Et puis il y a eu la technologie nomade, la tablette, je veux dire elle est venu dans mes mains ; je ne suis pas là pour faire mes gorges chaudes des applications, des jeux, de ces gadgets dont l’intérêt s’évapore aussi sûrement que le buzz d’une starlette de télé réalité - non mais allo quoi ! - ; ce qui me fascine c’est la façon dont cette technologie nomade à synthétisé l’informatique le libérant de ses contraintes spatiale et de sa pollution sonore. Il ne reste plus qu’un écran. Rien d’autre que l’écran, interface tactile, un écran qui tient dans la main et soudain le rapport de forces entre le réel et le virtuel se voit modifié. Le réel réoccupe l’espace, l’informatique se libère et l’on peut enfin, à l’envie, retrouver des espaces à conquérir de nos postures. J’aime la tablette quand elle me permet d’écrire, de dessiner, de créer du sens, de consulter le sens, tweeter, communiquer tout en conservant un lien avec le monde réel. Ce minuscule ordinateur plat et lumineux n’est plus qu’un outil à mon service ; je me sens plus libre que je ne l’ai jamais été avec un ordinateur de bureau ou un ordinateur portable. < /p> C’est peut-être parce que j’ai connu le monde d’avant le règne du numérique que aujourd’hui encore à chaque fois que j’utilise la technologie dans le nuage je suis émerveillé, ouvrir un document, y écrire quelque chose, le refermer, le rouvrir ailleurs avec un autre appareil, y rajouter des mots, me procure une excitation palpable et un émerveillement presque constant.

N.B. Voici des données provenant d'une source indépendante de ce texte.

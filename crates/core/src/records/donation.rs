//! Tithes, offerings and pledges.

use chrono::{NaiveDate, NaiveDateTime};
use serde::{Deserialize, Serialize};

use crate::types::{Amount, DonationId, MemberId, UserId};

/// Kind of donation.
#[derive(Debug, Clone, Copy, PartialEq, Eq, Hash, Serialize, Deserialize, Default)]
#[serde(rename_all = "snake_case")]
pub enum DonationKind {
    #[default]
    Tithe,
    Offering,
    Pledge,
}

impl std::fmt::Display for DonationKind {
    fn fmt(&self, f: &mut std::fmt::Formatter<'_>) -> std::fmt::Result {
        match self {
            Self::Tithe => f.write_str("tithe"),
            Self::Offering => f.write_str("offering"),
            Self::Pledge => f.write_str("pledge"),
        }
    }
}

impl std::str::FromStr for DonationKind {
    type Err = String;

    fn from_str(s: &str) -> Result<Self, Self::Err> {
        match s.trim().to_ascii_lowercase().as_str() {
            "tithe" => Ok(Self::Tithe),
            "offering" => Ok(Self::Offering),
            "pledge" => Ok(Self::Pledge),
            _ => Err(format!("invalid donation type: {s}")),
        }
    }
}

/// A recorded donation.
///
/// Admin listings identify the donor by `member_id`/`member_name`; a
/// member's own listing may carry `user_id` instead, so all three are
/// optional.
#[derive(Debug, Clone, PartialEq, Eq, Serialize, Deserialize)]
pub struct Donation {
    pub id: DonationId,
    #[serde(default)]
    pub member_id: Option<MemberId>,
    #[serde(default)]
    pub user_id: Option<UserId>,
    #[serde(default)]
    pub member_name: Option<String>,
    pub amount: Amount,
    #[serde(rename = "type", default)]
    pub kind: DonationKind,
    #[serde(default)]
    pub date: Option<NaiveDate>,
    #[serde(default)]
    pub created_at: Option<NaiveDateTime>,
}

/// Payload for recording a donation.
///
/// `member_id` is only sent by admins recording on someone's behalf; a
/// member giving for themselves leaves it out and the backend attributes the
/// donation to the caller.
#[derive(Debug, Clone, PartialEq, Eq, Serialize)]
pub struct DonationDraft {
    #[serde(skip_serializing_if = "Option::is_none")]
    pub member_id: Option<MemberId>,
    pub amount: Amount,
    #[serde(rename = "type")]
    pub kind: DonationKind,
    #[serde(skip_serializing_if = "Option::is_none")]
    pub date: Option<NaiveDate>,
}

/// Payload for correcting a donation.
#[derive(Debug, Clone, Default, PartialEq, Eq, Serialize)]
pub struct DonationPatch {
    #[serde(skip_serializing_if = "Option::is_none")]
    pub member_id: Option<MemberId>,
    #[serde(skip_serializing_if = "Option::is_none")]
    pub amount: Option<Amount>,
    #[serde(rename = "type", skip_serializing_if = "Option::is_none")]
    pub kind: Option<DonationKind>,
    #[serde(skip_serializing_if = "Option::is_none")]
    pub date: Option<NaiveDate>,
}

impl DonationPatch {
    /// Whether the patch changes nothing.
    #[must_use]
    pub const fn is_empty(&self) -> bool {
        self.member_id.is_none() && self.amount.is_none() && self.kind.is_none() && self.date.is_none()
    }
}

#[cfg(test)]
#[allow(clippy::unwrap_used)]
mod tests {
    use super::*;

    #[test]
    fn test_decode_admin_listing_row() {
        let donation: Donation = serde_json::from_str(
            r#"{"id": 7, "member_id": 2, "member_name": "Maria Santos", "amount": 50.0,
                "type": "offering", "date": "2025-02-09", "created_at": "2025-02-09T11:00:00"}"#,
        )
        .unwrap();
        assert_eq!(donation.member_id, Some(MemberId::new(2)));
        assert_eq!(donation.kind, DonationKind::Offering);
        assert_eq!(donation.amount.to_string(), "50.00");
    }

    #[test]
    fn test_decode_own_listing_row() {
        let donation: Donation = serde_json::from_str(
            r#"{"id": 8, "user_id": 5, "amount": 20, "type": "tithe", "date": null}"#,
        )
        .unwrap();
        assert_eq!(donation.member_id, None);
        assert_eq!(donation.user_id, Some(UserId::new(5)));
        assert_eq!(donation.date, None);
    }

    #[test]
    fn test_member_draft_omits_member_id() {
        let draft = DonationDraft {
            member_id: None,
            amount: "15".parse().unwrap(),
            kind: DonationKind::Pledge,
            date: None,
        };
        let json = serde_json::to_value(&draft).unwrap();
        assert_eq!(json, serde_json::json!({"amount": 15.0, "type": "pledge"}));
    }
}
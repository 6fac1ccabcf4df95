//! Parish Client - authenticated access to the parish management API.
//!
//! # Architecture
//!
//! One [`SessionManager`] owns the signed-in session (bearer token plus user
//! record) and persists it through a [`SessionStore`]. Every request goes
//! through the [`Gateway`], which attaches the token and, when the backend
//! rejects it, clears the session and sends the [`Navigator`] to the login
//! screen before the error reaches the caller. Screens are entered through
//! the [`RouteGuard`]; record lists are [`ResourcePage`]s over the generic
//! [`Resource`] CRUD.
//!
//! # Modules
//!
//! - [`session`] - Session state, persistence, and the login/logout lifecycle
//! - [`gateway`] - HTTP requests with bearer injection and 401 handling
//! - [`guard`] - Role checks for screen entry
//! - [`navigator`] - Current screen and login redirects
//! - [`auth`] - Login, registration, and profile linking endpoints
//! - [`resources`] - Typed CRUD for members, events, donations and the rest
//! - [`config`] - Environment configuration

#![cfg_attr(not(test), forbid(unsafe_code))]

pub mod app;
pub mod auth;
pub mod config;
pub mod error;
pub mod gateway;
pub mod guard;
pub mod navigator;
pub mod resources;
pub mod session;

pub use app::ParishClient;
pub use auth::{AuthApi, LinkOutcome, Registered, Registration};
pub use config::{ClientConfig, ConfigError};
pub use error::{ClientError, ErrorKind};
pub use gateway::Gateway;
pub use guard::{Access, GuardOutcome, RouteGuard, authorize};
pub use navigator::{Navigator, Screen};
pub use resources::{
    Confirm, Deletion, MountHandle, Refresh, Resource, ResourceClient, ResourcePage,
};
pub use session::{
    Authenticator, FileSessionStore, MemorySessionStore, Session, SessionManager, SessionStore,
    StoreError,
};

Je me réapproprie mon monde, mon espace, mon quotidien par le simple fait de cette tablette tactile. Écrire, dessiner, vous allez me dire que le cahier propose déjà cela, mais outre une fonctionnalité pas toujours évidente - essayez donc d’écrire dans le noir allongé dans une couchette du transsibérien et vous verrez que la qualité fonctionnelle du cahier n’est pas optimisée - c’est surtout que l’informatique nomade emporte avec lui et donc avec soi bien plus de données qu’un cahier pourra en contenir avec cette possibilité presque instantanée de partager cela avec le monde. J’aime la possibilité de partager, de l’enrichissement par l’autre ou par le savoir que l’on va chercher et enfin je ne suis plus contraint au bureau pour utiliser cela. C’est ma révolution à moi.

 

Je sais que pour beaucoup d’entre vous cela ce que je viens d’écrire est d’une grande banalité, je dois passer pour le vieux con qui pense avoir découvert l’eau tiède. Mais je me fouts de ce que vous pensez, ou de passer pour un marginal dépassé par son époque. J’ai de la chance d’être né dans un autre siècle, j’ai de la chance d’avoir connu le monde avant cette révolution numérique. Je dis cela non pas parce que l’autre monde était meilleur, mais parce que j’ai la chance grâce à cela de pouvoir vivre ce fantasme que j’ai toujours eu depuis aussi loin que remontent mes souvenirs : celui de vivre un moment charnière de l’Histoire.

 

Cet accès numérique au monde est une révolution structurelle majeure de la société et j’ai le bonheur de vivre cela. Je pense à mes grands-parents qui ont connu le monde sans télévision - pour ne prendre qu’un seul exemple - et qui pouvaient me parler de ce temps où les choses ont changées. Même si je n’ai pas encore d’enfants, je ne sais d’ores et déjà que je suis ce grand-père qui parlera de ce temps lointain où l’on ne connaissait pas internet et je raconterais avec émotion comment un jour la société c’est mise à changer. À ce moment là de ma vie je critiquerai alors mes petits enfants qui ne prendront plus la peine de s’émerveiller sur la façon extraordinaire dont cette révolution à modifier le monde et la structure entière de la société et de son rapport aux savoirs. Et cela me rend heureux.